Testing Concurrency Control
August 6, 2008
When dealing with complex systems, unit testing sometimes poses a bigger implementation challenge than does the system itself.
For most of us working in the web application development space, we tend to deal with classic serial programming scenarios: everything happens in a certain order, within a single logical process, be it a Unix(-like) process or a thread. While testing serial programs/modules can certainly get tricky, particularly if the interface of your test target is especially rich or involves interaction with lots of other widgets, it at least does not involve multiple logical lines of execution. Once concurrency is brought into the mix, testing can become inordinately complex. If you want to test the independent units that will operate in parallel, you can of course test each in isolation and presumably have simple “standard” serial-minded tests that are limited to the basic behaviors of the independent units in question. If you need to test the interaction of these units when run in parallel, however, you will do well to expect Pain.
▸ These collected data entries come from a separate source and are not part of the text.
//! End-to-end tests for the mbp binary
//!
//! Each test runs the compiled binary with XDG directories pointed at a
//! temporary directory and the API hosts pointed at a closed local port, so
//! nothing touches the real user session or the network.

use std::path::Path;
use std::process::{Command, Output};

use jsonwebtoken::{EncodingKey, Header, encode};
use serde_json::json;
use tempfile::TempDir;

const CLOSED_PORT_API: &str = "http://127.0.0.1:9/api";
const CLOSED_PORT_ROOT: &str = "http://127.0.0.1:9";

fn mbp(home: &Path, args: &[&str]) -> Output {
    mbp_command(home, args)
        .output()
        .expect("failed to run mbp")
}

fn mbp_command(home: &Path, args: &[&str]) -> Command {
    let mut command = Command::new(env!("CARGO_BIN_EXE_mbp"));
    command
        .args(args)
        .env("HOME", home)
        .env("XDG_CONFIG_HOME", home.join("config"))
        .env("XDG_DATA_HOME", home.join("data"))
        .env("MBP_PROJECT_CONFIG_DIR", home.join("project"))
        .env("MBP_API_BASE_URL", CLOSED_PORT_API)
        .env("MBP_API_ROOT_HOST_URL", CLOSED_PORT_ROOT)
        .env("RUST_LOG", "warn");
    command
}

fn stdout(output: &Output) -> String {
    String::from_utf8_lossy(&output.stdout).into_owned()
}

fn token_for(id: i64) -> String {
    encode(
        &Header::default(),
        &json!({ "id": id, "email": "clerk@example.com" }),
        &EncodingKey::from_secret(b"server-side-secret"),
    )
    .unwrap()
}

#[test]
fn help_lists_commands() {
    let home = TempDir::new().unwrap();
    let output = mbp(home.path(), &["--help"]);

    assert!(output.status.success());
    let text = stdout(&output);
    for command in ["login", "logout", "status", "listen", "config"] {
        assert!(text.contains(command), "missing {command} in help");
    }
}

#[test]
fn config_show_reflects_env_overrides() {
    let home = TempDir::new().unwrap();
    let output = mbp(home.path(), &["config", "show"]);

    assert!(output.status.success());
    let text = stdout(&output);
    assert!(text.contains(CLOSED_PORT_API));
    assert!(text.contains("app_prefix = \"mbp\""));
}

#[test]
fn config_path_points_at_isolated_dirs() {
    let home = TempDir::new().unwrap();
    let output = mbp(home.path(), &["config", "path"]);

    assert!(output.status.success());
    let text = stdout(&output);
    assert!(text.contains(&home.path().join("project").display().to_string()));
    assert!(text.contains("mbp_token"));
}

#[test]
fn status_without_login() {
    let home = TempDir::new().unwrap();
    let output = mbp(home.path(), &["status"]);

    assert!(output.status.success());
    assert!(stdout(&output).contains("Not logged in"));
}

#[test]
fn login_status_logout_cycle() {
    let home = TempDir::new().unwrap();
    let token = token_for(42);
    let token_file = home.path().join("data").join("mbp").join("mbp_token");

    let login = mbp(home.path(), &["login", "--token", &token]);
    assert!(login.status.success(), "login failed: {:?}", login);
    assert!(stdout(&login).contains("Logged in as user 42"));
    assert_eq!(std::fs::read_to_string(&token_file).unwrap().trim(), token);

    let status = mbp(home.path(), &["status"]);
    assert!(status.status.success());
    let text = stdout(&status);
    assert!(text.contains("User id: 42"));
    assert!(text.contains("clerk@example.com"));

    // Server logout fails against the closed port; local logout still happens.
    let logout = mbp(home.path(), &["logout"]);
    assert!(logout.status.success(), "logout failed: {:?}", logout);
    assert!(stdout(&logout).contains("Logged out user 42"));
    assert!(!token_file.exists());

    let status = mbp(home.path(), &["status"]);
    assert!(stdout(&status).contains("Not logged in"));
}

#[test]
fn login_does_not_open_hub_connection() {
    let home = TempDir::new().unwrap();
    let token = token_for(7);
    let output = mbp_command(home.path(), &["login", "--token", &token])
        .env("RUST_LOG", "mbp_core=debug")
        .output()
        .expect("failed to run mbp");

    assert!(output.status.success(), "login failed: {:?}", output);
    let stderr = String::from_utf8_lossy(&output.stderr);
    assert!(
        !stderr.contains("notification channel"),
        "unexpected channel activity: {stderr}"
    );
}

#[test]
fn login_rejects_malformed_token() {
    let home = TempDir::new().unwrap();
    let output = mbp(home.path(), &["login", "--token", "definitely-not-a-jwt"]);

    assert!(!output.status.success());
    assert!(!home.path().join("data").join("mbp").join("mbp_token").exists());
}

#[test]
fn listen_requires_login() {
    let home = TempDir::new().unwrap();
    let output = mbp(home.path(), &["listen"]);

    assert!(!output.status.success());
    assert!(String::from_utf8_lossy(&output.stderr).contains("Not logged in"));
}
//! Subcommands for the mbp CLI

pub mod config;
pub mod listen;
pub mod login;
pub mod logout;
pub mod status;

use std::sync::Arc;

use anyhow::{Context, Result};
use mbp_core::{
    FileTokenStore, KeyringTokenStore, SessionContext, SessionManager, TokenStore,
};

use crate::config::{MbpConfig, TokenBackend};

/// Open the configured token store.
pub fn token_store(config: &MbpConfig) -> Result<Arc<dyn TokenStore>> {
    let prefix = &config.session.app_prefix;
    let store: Arc<dyn TokenStore> = match config.session.token_backend {
        TokenBackend::File => Arc::new(FileTokenStore::in_data_dir(prefix)),
        TokenBackend::Keyring => {
            Arc::new(KeyringTokenStore::new(prefix).context("Failed to open the OS keyring")?)
        }
    };
    Ok(store)
}

/// Build a session manager that talks to the configured server.
pub fn session(config: &MbpConfig) -> Result<SessionManager> {
    let store = token_store(config)?;
    let context = SessionContext::websocket(config.session_config(), store)
        .context("Invalid session configuration")?;
    Ok(SessionManager::new(context))
}
//! Identity decoding from session tokens.
//!
//! Decoding is purely structural: the signature, expiry and audience are not
//! checked here. The server rejects expired or forged tokens on the next
//! request, so a decodable token is a usable session at this layer.

use chrono::{DateTime, Utc};
use jsonwebtoken::{Algorithm, DecodingKey, Validation};
use serde::{Deserialize, Serialize};
use serde_json::{Map, Value};

use crate::error::TokenError;

/// Claims that may carry the numeric user id, in lookup order.
const USER_ID_CLAIMS: &[&str] = &[
    "id",
    "userId",
    "sub",
    "nameid",
    "http://schemas.xmlsoap.org/ws/2005/05/identity/claims/nameidentifier",
];

/// The user a session token was issued to
#[derive(Debug, Clone, PartialEq, Serialize, Deserialize)]
pub struct Identity {
    /// Numeric user id, used to route notifications
    pub id: i64,
    /// User's email address (if present)
    pub email: Option<String>,
    /// User's display name (if present)
    pub name: Option<String>,
    /// Role claim (if present)
    pub role: Option<String>,
    /// Token expiry from the `exp` claim (informational only)
    pub expires_at: Option<DateTime<Utc>>,
    /// Every other claim, verbatim
    #[serde(default)]
    pub extra: Map<String, Value>,
}

impl Identity {
    /// Create an identity carrying only a user id
    pub fn new(id: i64) -> Self {
        Self {
            id,
            email: None,
            name: None,
            role: None,
            expires_at: None,
            extra: Map::new(),
        }
    }

    /// Whether the `exp` claim is in the past relative to `now`.
    ///
    /// Never consulted by the session manager; expiry is enforced server-side.
    pub fn is_expired(&self, now: DateTime<Utc>) -> bool {
        self.expires_at.is_some_and(|exp| exp <= now)
    }
}

/// Decodes session tokens into identities without verifying them.
#[derive(Debug, Clone, Copy, Default)]
pub struct IdentityDecoder;

impl IdentityDecoder {
    /// Decode `token` into an [`Identity`].
    ///
    /// # Errors
    ///
    /// `TokenError::Malformed` if the token is not a three-part JWT with
    /// JSON header and claims, `TokenError::MissingUserId` if no claim holds
    /// a numeric user id.
    pub fn decode(token: &str) -> Result<Identity, TokenError> {
        let claims = jsonwebtoken::decode::<Map<String, Value>>(
            token,
            &DecodingKey::from_secret(&[]),
            &structural_validation(),
        )?
        .claims;

        Self::from_claims(claims)
    }

    fn from_claims(mut claims: Map<String, Value>) -> Result<Identity, TokenError> {
        let id = USER_ID_CLAIMS
            .iter()
            .find_map(|name| claims.get(*name).and_then(numeric_claim))
            .ok_or(TokenError::MissingUserId)?;

        let email = take_string(&mut claims, "email");
        let name = take_string(&mut claims, "name");
        let role = take_string(&mut claims, "role");
        let expires_at = claims
            .get("exp")
            .and_then(Value::as_i64)
            .and_then(|exp| DateTime::from_timestamp(exp, 0));

        Ok(Identity {
            id,
            email,
            name,
            role,
            expires_at,
            extra: claims,
        })
    }
}

fn structural_validation() -> Validation {
    let mut validation = Validation::new(Algorithm::HS256);
    validation.insecure_disable_signature_validation();
    validation.validate_exp = false;
    validation.validate_nbf = false;
    validation.validate_aud = false;
    validation.required_spec_claims.clear();
    validation
}

fn numeric_claim(value: &Value) -> Option<i64> {
    match value {
        Value::Number(n) => n.as_i64(),
        Value::String(s) => s.trim().parse().ok(),
        _ => None,
    }
}

fn take_string(claims: &mut Map<String, Value>, key: &str) -> Option<String> {
    match claims.get(key) {
        Some(Value::String(_)) => match claims.remove(key) {
            Some(Value::String(s)) => Some(s),
            _ => None,
        },
        _ => None,
    }
}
One simple pattern that has helped me a few times in the past:
- identify what it is that you need to verify
- in your test script, fork at the relevant time (assuming a Unix-like OS, which is what you’re using, isn’t it?)
- in the child process(es), perform the logic that ought to bring about the conditions you want to verify, then exit
- in the parent process, verify the conditions
A more concrete example: I designed a little agent containing the logic to navigate a simple RESTful interface for rebuilding certain resources. The agent would be invoked (thus invoking the relevant resource rebuild) in response to certain events. In order to keep demand on the server made by the agent throttled to a reasonable extent, I wanted some local concurrency control: the agent would not attempt to rebuild the same resource in parallel, meaning that while one agent requests a rebuild and subsequently waits for the rebuild to complete, a parallel agent request would potentially block. Furthermore, while one agent is rebuilding, any number of agents could potentially launch in parallel, all but one of which would immediately return having done nothing, with the remaining agent blocking on the completion of the original. Upon the original agent’s completion, the waiting agent issues its own rebuild. Therefore, on one machine running the agent (and we only ran the agent from one machine, conveniently), no more than one agent rebuild should ever occur at any given time. Furthermore, for any n agents launched at or around the same time for some n >= 2, the actual rebuild in question should happen exactly twice.
This is actually easier to test than it is to explain. An agent that performs the rebuild issues an HTTP request to a configurable URL (recall that the agent navigates a RESTful interface). So our test can create a temporary HTTP server, point the agent at it, and validate the number of requests received by the server. In pseudocode, it ends up being something like this:
- get a free port on the loopback interface from the operating system
- in a loop, have the test script fork n times for some n > 2
- in each child process, sleep for a second or two (to give the parent process time to complete its preparations), then instantiate the agent, pointed at the loopback interface and appropriate port, and invoke the agent. The child process should exit normally after the agent returns, or die if an exception occurs
- in the parent process, after all the forking is done, launch a local web server on loopback interface with the OS-provided port (I used HTTP::Server since I was doing all of this in Perl)
- as requests come in to that server, push them onto a stack
- deactivate the server after some modest period of time (longer than the interval the children slept for)
- reap the child processes and gather up their exit values
- the test passes if: the server received exactly two requests to the correct URL (which you check in the stack) and all n child processes exited normally
This example is hardly a common case, but it illustrates a way of approaching these kinds of scenarios that I’ve found helpful on several occasions.